Abschiede

Mir geht es genau so, wie Lauren Gorgo hier beschreibt:

Inzwischen liegen viele von uns in den letzten (Press)Wehen, die letzten Reste der Vergangenheit entschlackend … alles freigebend, reinigend, entlassend, von dem wir uns lösen müssen, um uns ganz mit uns selbst (uns.zellbst) zu vereinigen. Diese finale Austreibungsphase (Entleerung) kann sich erschöpfend anfühlen, es kann uns zum äußersten Rand unserer Komfortzone drängen, weil sich unsere Lebenskraft aus allem zurückzieht, was uns nicht mehr erfüllt. Diese Leere (dieser Zustand des inneren Vakuums) kann sich in verminderter/zurückgehender Vitalität, verminderter/zurückgehender Mittel/Ressourcen (finanziell & anderweitig),  verminderter/zurückgehender Kreativität/Schaffenskraft, verminderter/zurückgehender Motivation/Antrieb (keine Leidenschaft = nichts mehr zu nähren, was Leiden schafft) und vielem anderem mehr zeigen … aber es geschieht alles in Vorbereitung auf „die vollkommen neuen Anfänge“. … https://dasmanuskriptdeslebens.wordpress.com/2016/12/14/lauren-gorgo-dienstag-13-12-2016-dezember-newsletter/

Ich schrieb ja schon von dieser ominösen Müdigkeit, jetzt sind da auch noch komische Glieder- und Rückenschmerzen, das bedeutet, es geht wenig bis nichts mehr.
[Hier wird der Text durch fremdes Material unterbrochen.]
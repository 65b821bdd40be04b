//! Substring search over the document corpus.

use folio_content::{DocSection, walk_documents};
use serde::Serialize;

/// One search result.
#[derive(Clone, Debug, PartialEq, Eq, Serialize)]
pub struct SearchHit {
    /// Section path of the matching document.
    pub section: String,
    pub slug: String,
    pub title: String,
    #[serde(skip_serializing_if = "Option::is_none")]
    pub description: Option<String>,
}

impl SearchHit {
    /// Site route of the document (`/section/slug`).
    pub fn path(&self) -> String {
        format!("/{}/{}", self.section, self.slug)
    }
}

#[derive(Debug)]
struct IndexEntry {
    hit: SearchHit,
    title: String,
    description: String,
    content: String,
}

impl IndexEntry {
    fn matches(&self, needle: &str) -> bool {
        self.title.contains(needle)
            || self.description.contains(needle)
            || self.content.contains(needle)
    }
}

/// Case-insensitive substring index.
///
/// Entries keep discovery order: per section its items, then its subsections
/// depth-first. Haystacks are lowercased once, at build time.
#[derive(Debug, Default)]
pub struct SearchIndex {
    entries: Vec<IndexEntry>,
}

impl SearchIndex {
    /// Index every document in the forest.
    pub fn build(sections: &[DocSection]) -> Self {
        let mut entries = Vec::new();
        walk_documents(sections, |entry| {
            let doc = entry.document;
            entries.push(IndexEntry {
                hit: SearchHit {
                    section: entry.section_path.to_owned(),
                    slug: doc.slug.clone(),
                    title: doc.title().to_owned(),
                    description: doc.description().map(str::to_owned),
                },
                title: doc.title().to_lowercase(),
                description: doc.description().unwrap_or_default().to_lowercase(),
                content: doc.content.to_lowercase(),
            });
        });
        Self { entries }
    }

    /// Number of indexed documents.
    pub fn len(&self) -> usize {
        self.entries.len()
    }

    pub fn is_empty(&self) -> bool {
        self.entries.is_empty()
    }

    /// Documents whose title, description or body contain `query`.
    ///
    /// The query is matched verbatim (surrounding whitespace included); an
    /// empty query matches nothing. `limit` keeps the first `n` hits.
    pub fn search(&self, query: &str, limit: Option<usize>) -> Vec<SearchHit> {
        if query.is_empty() {
            return Vec::new();
        }
        let needle = query.to_lowercase();
        self.entries
            .iter()
            .filter(|entry| entry.matches(&needle))
            .take(limit.unwrap_or(usize::MAX))
            .map(|entry| entry.hit.clone())
            .collect()
    }
}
Das Sofa ist meins, eine warme Decke auch und dazu ein kuschelnde Katze.

Gleichzeitig diese Abschiede, Abschied von allem, was ich einst war, von dem, was ich lebte, von hier, von mir, wie ich mich sah, doch nun auch von Menschen. In meinem Umfeld gehen hier fast wöchentlich (ältere) Menschen nach Hause, Nachbarn, die ich seit meiner Kindheit kenne. Das berührt schon und bringt das Thema Tod und Abschied sehr in den Vordergrund.

Doch näher und tiefer geht der Abschied eines Familienmitglieds. Gestern Abend ist er gegangen … es war in den letzten Tagen schon fast zu erahnen und doch, es geht tiefer als ich dachte. Unser Kontakt war in den letzten Jahren zwar nicht all zu eng, aber plötzlich tauchen Bilder aus meiner Kindheit auf. Viele schöne Bilder, berührende Bilder …
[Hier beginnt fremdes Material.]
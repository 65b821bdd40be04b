//! CLI command implementations.

mod build;
mod check;
mod routes;
mod search;

use std::path::PathBuf;

use clap::Args;
use folio_config::{CliSettings, Config};
use folio_site::{Diagnostic, Site, SiteConfig, TreeConfig};

pub(crate) use build::BuildArgs;
pub(crate) use check::CheckArgs;
pub(crate) use routes::RoutesArgs;
pub(crate) use search::SearchArgs;

use crate::error::CliError;
use crate::output::Output;

/// Options shared by every command that loads the site.
#[derive(Args)]
pub(crate) struct SiteArgs {
    /// Content source directory (overrides config).
    #[arg(short, long)]
    source_dir: Option<PathBuf>,

    /// Include documents marked `published: false`.
    #[arg(long)]
    include_unpublished: bool,

    /// Path to configuration file (default: auto-discover folio.toml).
    #[arg(short, long)]
    config: Option<PathBuf>,
}

impl SiteArgs {
    /// Load configuration, applying `extra` CLI overrides on top of these args.
    pub(crate) fn load_config(&self, extra: CliSettings) -> Result<Config, CliError> {
        let cli_settings = CliSettings {
            source_dir: self.source_dir.clone(),
            include_unpublished: self.include_unpublished.then_some(true),
            ..extra
        };
        Ok(Config::load(self.config.as_deref(), Some(&cli_settings))?)
    }

    /// Load configuration and build the site.
    pub(crate) fn load_site(&self) -> Result<Site, CliError> {
        let config = self.load_config(CliSettings::default())?;
        build_site(&config)
    }
}

/// Build a site snapshot from resolved configuration.
pub(crate) fn build_site(config: &Config) -> Result<Site, CliError> {
    let site_config = site_config(config);
    Ok(Site::build(
        config.content_resolved.source_dir.clone(),
        &site_config,
    )?)
}

fn site_config(config: &Config) -> SiteConfig {
    SiteConfig {
        tree: TreeConfig {
            meta_filename: config.content_resolved.meta_filename.clone(),
            keep_empty_sections: config.content_resolved.keep_empty_sections,
        },
        include_unpublished: config.site.include_unpublished,
        max_results: config.search.max_results,
    }
}

/// Print every diagnostic as a warning.
pub(crate) fn report_diagnostics(output: &Output, diagnostics: &[Diagnostic]) {
    for diagnostic in diagnostics {
        output.warning(&format!("warning: {diagnostic}"));
    }
}
//! Heading anchor generation.

use std::collections::{HashMap, HashSet};

/// Anchor used when a heading's text has no alphanumeric characters.
const FALLBACK_ANCHOR: &str = "section";

/// Convert heading text to an anchor.
///
/// Lowercases the text and collapses every run of non-alphanumeric
/// characters into a single hyphen. Trailing hyphens are trimmed.
///
/// ```
/// use folio_renderer::slugify;
///
/// assert_eq!(slugify("Getting Started!"), "getting-started");
/// assert_eq!(slugify("C++ & Rust"), "c-rust");
/// ```
#[must_use]
pub fn slugify(text: &str) -> String {
    let mut result = String::with_capacity(text.len());
    let mut last_was_dash = false;

    for c in text.trim().chars() {
        if c.is_alphanumeric() {
            result.extend(c.to_lowercase());
            last_was_dash = false;
        } else if !last_was_dash {
            result.push('-');
            last_was_dash = true;
        }
    }

    let trimmed_len = result.trim_end_matches('-').len();
    result.truncate(trimmed_len);
    result
}

/// Assigns unique anchors within one document.
///
/// The first heading with a given base anchor keeps it; later ones get `-1`,
/// `-2`, ... skipping any anchor already taken, including ones produced
/// directly by heading text such as "Overview 1".
#[derive(Debug, Default)]
pub struct AnchorSet {
    used: HashSet<String>,
    next_suffix: HashMap<String, usize>,
}

impl AnchorSet {
    /// Create an empty set.
    pub fn new() -> Self {
        Self::default()
    }

    /// Return a fresh anchor for heading text.
    pub fn assign(&mut self, text: &str) -> String {
        let mut base = slugify(text);
        if base.is_empty() {
            FALLBACK_ANCHOR.clone_into(&mut base);
        }

        if self.used.insert(base.clone()) {
            return base;
        }

        let suffix = self.next_suffix.entry(base.clone()).or_insert(1);
        loop {
            let candidate = format!("{base}-{suffix}");
            *suffix += 1;
            if self.used.insert(candidate.clone()) {
                return candidate;
            }
        }
    }
}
Auch mit dem Wissen um all die Hintergründe und dem Empfinden, dass es seinem Körper jetzt besser gehen wird als hier mit all den Krankheiten, tut es verdammt weh. Es kommt mir so endgültig vor, so … als ob eine Lücke zurück bleibt. Ich weiß, viele Menschen werden ihn vermissen, war er doch hier im Dorf sehr engagiert und überall mit dabei.

Ich habe ähnliches noch nicht all zu oft erleben müssen … als vor 10 Jahren meine Oma ging, war ich noch nicht so offen, all das wahrzunehmen, was ich jetzt wahrnehme. Trauer fühlte ich zwar auch, doch sie konnte nicht so reinigend fließen.
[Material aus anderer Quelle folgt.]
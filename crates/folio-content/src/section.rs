//! Section nodes and tree traversal helpers.

use std::sync::LazyLock;

use regex::Regex;
use serde::Serialize;

use crate::document::DocContent;

/// Top-level section directory names: two digits, a dash, a non-empty rest.
static SECTION_DIR_RE: LazyLock<Regex> = LazyLock::new(|| Regex::new(r"^[0-9]{2}-.+$").unwrap());

/// Leading ordering prefix such as `04-`.
static ORDER_PREFIX_RE: LazyLock<Regex> = LazyLock::new(|| Regex::new(r"^[0-9]+-").unwrap());

/// A directory-derived node in the navigation tree.
#[derive(Clone, Debug, PartialEq, Eq, Serialize)]
pub struct DocSection {
    /// Display title from section metadata or humanized from the slug.
    pub title: String,
    /// Directory name with the ordering prefix stripped.
    pub slug: String,
    /// Optional description from section metadata.
    pub description: Option<String>,
    /// On-disk directory name.
    pub dir_name: String,
    /// Documents directly inside this directory, sorted by `(order, slug)`.
    pub items: Vec<DocContent>,
    /// Child sections, sorted by slug.
    pub subsections: Vec<DocSection>,
}

impl DocSection {
    /// Create an empty section for a directory name.
    pub fn new(dir_name: impl Into<String>) -> Self {
        let dir_name = dir_name.into();
        let slug = strip_order_prefix(&dir_name).to_owned();
        Self {
            title: humanize(&slug),
            slug,
            description: None,
            dir_name,
            items: Vec::new(),
            subsections: Vec::new(),
        }
    }

    /// Whether the section has no items and no subsections.
    pub fn is_empty(&self) -> bool {
        self.items.is_empty() && self.subsections.is_empty()
    }

    /// Direct item with the given slug.
    pub fn item(&self, slug: &str) -> Option<&DocContent> {
        self.items.iter().find(|doc| doc.slug == slug)
    }

    /// Direct subsection with the given slug.
    pub fn subsection(&self, slug: &str) -> Option<&DocSection> {
        self.subsections.iter().find(|s| s.slug == slug)
    }

    /// Number of documents in this section and all subsections.
    pub fn document_count(&self) -> usize {
        self.items.len()
            + self
                .subsections
                .iter()
                .map(DocSection::document_count)
                .sum::<usize>()
    }

    /// Sort direct items and subsections (not recursive).
    pub fn sort(&mut self) {
        self.items.sort_by(|a, b| {
            a.front_matter
                .order
                .cmp(&b.front_matter.order)
                .then_with(|| a.slug.cmp(&b.slug))
        });
        sort_sections(&mut self.subsections);
    }
}

/// Sort sibling sections by slug, breaking ties by directory name.
pub(crate) fn sort_sections(sections: &mut [DocSection]) {
    sections.sort_by(|a, b| a.slug.cmp(&b.slug).then_with(|| a.dir_name.cmp(&b.dir_name)));
}

/// A document together with the slash-joined slug path of its section.
#[derive(Clone, Copy, Debug)]
pub struct DocumentEntry<'a> {
    /// Section path such as `web-development/react`.
    pub section_path: &'a str,
    /// The document.
    pub document: &'a DocContent,
}

/// Visit every document in discovery order.
///
/// Order: per section, its items first, then its subsections depth-first.
/// The callback receives the section path and the document.
pub fn walk_documents<F>(sections: &[DocSection], mut visit: F)
where
    F: FnMut(DocumentEntry<'_>),
{
    let mut path = String::new();
    for section in sections {
        walk_section(section, &mut path, &mut visit);
    }
}

fn walk_section<F>(section: &DocSection, path: &mut String, visit: &mut F)
where
    F: FnMut(DocumentEntry<'_>),
{
    let parent_len = path.len();
    if !path.is_empty() {
        path.push('/');
    }
    path.push_str(&section.slug);
    for document in &section.items {
        visit(DocumentEntry {
            section_path: path.as_str(),
            document,
        });
    }
    for child in &section.subsections {
        walk_section(child, path, visit);
    }
    path.truncate(parent_len);
}

/// Whether a top-level directory name qualifies as a section (`NN-<slug>`).
pub fn is_section_dir_name(name: &str) -> bool {
    SECTION_DIR_RE.is_match(name)
}

/// Strip a leading numeric ordering prefix (`04-web-development` → `web-development`).
///
/// Names that would become empty are returned unchanged.
pub fn strip_order_prefix(name: &str) -> &str {
    match ORDER_PREFIX_RE.find(name) {
        Some(m) if m.end() < name.len() => &name[m.end()..],
        _ => name,
    }
}

/// Human-readable title from a slug: words split on `-`, `_` or spaces,
/// each capitalized.
pub fn humanize(slug: &str) -> String {
    let mut result = String::with_capacity(slug.len());
    for word in slug.split(['-', '_', ' ']).filter(|w| !w.is_empty()) {
        if !result.is_empty() {
            result.push(' ');
        }
        let mut chars = word.chars();
        if let Some(first) = chars.next() {
            result.extend(first.to_uppercase());
            result.push_str(chars.as_str());
        }
    }
    result
}

#[cfg(test)]
mod tests {
    use pretty_assertions::assert_eq;

    use super::*;

    fn doc(slug: &str, order: i64) -> DocContent {
        let text = format!("---\norder: {order}\n---\nbody");
        DocContent::from_source(slug, format!("{slug}.md"), &text).unwrap()
    }

    #[test]
    fn test_is_section_dir_name() {
        assert!(is_section_dir_name("01-intro"));
        assert!(is_section_dir_name("04-web-development"));
        assert!(!is_section_dir_name("1-intro"));
        assert!(!is_section_dir_name("001-intro"));
        assert!(!is_section_dir_name("01-"));
        assert!(!is_section_dir_name("intro"));
        assert!(!is_section_dir_name("README.md"));
    }

    #[test]
    fn test_strip_order_prefix() {
        assert_eq!(strip_order_prefix("04-web-development"), "web-development");
        assert_eq!(strip_order_prefix("1-basics"), "basics");
        assert_eq!(strip_order_prefix("react"), "react");
        assert_eq!(strip_order_prefix("2024"), "2024");
        assert_eq!(strip_order_prefix("01-"), "01-");
    }

    #[test]
    fn test_humanize() {
        assert_eq!(humanize("web-development"), "Web Development");
        assert_eq!(humanize("getting_started"), "Getting Started");
        assert_eq!(humanize("api"), "Api");
        assert_eq!(humanize(""), "");
    }

    #[test]
    fn test_new_section_from_dir_name() {
        let section = DocSection::new("02-web-development");
        assert_eq!(section.slug, "web-development");
        assert_eq!(section.title, "Web Development");
        assert_eq!(section.dir_name, "02-web-development");
        assert!(section.is_empty());
    }

    #[test]
    fn test_sort_items_by_order_then_slug() {
        let mut section = DocSection::new("01-intro");
        section.items = vec![doc("c", 2), doc("a", 0), doc("b", 1)];
        section.sort();
        let slugs: Vec<_> = section.items.iter().map(|d| d.slug.as_str()).collect();
        assert_eq!(slugs, vec!["a", "b", "c"]);
    }

    #[test]
    fn test_sort_items_same_order_by_slug() {
        let mut section = DocSection::new("01-intro");
        section.items = vec![doc("zeta", 0), doc("alpha", 0), doc("first", -1)];
        section.sort();
        let slugs: Vec<_> = section.items.iter().map(|d| d.slug.as_str()).collect();
        assert_eq!(slugs, vec!["first", "alpha", "zeta"]);
    }

    #[test]
    fn test_sort_subsections_by_slug() {
        let mut section = DocSection::new("01-intro");
        section.subsections = vec![
            DocSection::new("2-zebra"),
            DocSection::new("1-zebra"),
            DocSection::new("apple"),
        ];
        section.sort();
        let dirs: Vec<_> = section.subsections.iter().map(|s| s.dir_name.as_str()).collect();
        assert_eq!(dirs, vec!["apple", "1-zebra", "2-zebra"]);
    }

    #[test]
    fn test_walk_documents_discovery_order() {
        let mut react = DocSection::new("react");
        react.items = vec![doc("hooks", 0)];
        let mut web = DocSection::new("02-web");
        web.items = vec![doc("overview", 0)];
        web.subsections = vec![react];
        let mut intro = DocSection::new("01-intro");
        intro.items = vec![doc("start", 0)];

        let sections = vec![intro, web];
        let mut visited = Vec::new();
        walk_documents(&sections, |entry| {
            visited.push(format!("{}/{}", entry.section_path, entry.document.slug));
        });

        assert_eq!(visited, vec!["intro/start", "web/overview", "web/react/hooks"]);
    }

    #[test]
    fn test_document_count_is_transitive() {
        let mut child = DocSection::new("child");
        child.items = vec![doc("a", 0), doc("b", 0)];
        let mut parent = DocSection::new("01-parent");
        parent.items = vec![doc("c", 0)];
        parent.subsections = vec![child];
        assert_eq!(parent.document_count(), 3);
        assert_eq!(parent.subsection("child").unwrap().item("b").unwrap().slug, "b");
        assert!(parent.item("missing").is_none());
    }
}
Heute nun fühle ich mich einfach so dünnhäutig, so verletztlich, dass bei jedem bisschen Tränen fließen. Ich glaube aber, dass da noch mehr gehen will als nur das, was mit ihm zusammen hängt. Da gehen Miriaden von Energien, eine Menge alte Trauer, Trauer, die ich so nicht zeigen durfte oder wollte. Jetzt ist alles so offen, dass fließen darf, was fließen will … um mich und alles um mich herum zu reinigen, um los zu lassen und eintauchend in die schönen Erinnerungen Revue passieren zu lassen, was einst war. Und um dann vergebend und dankend sich dem Neuen zuzuwenden …

Abschiede dürfen traurig machen, dürfen weh tun, dürfen gelebt werden …

… und so grüße ich die Seele im Licht von hier, der Erde … dankend, vergebend, erkennend und verbindend.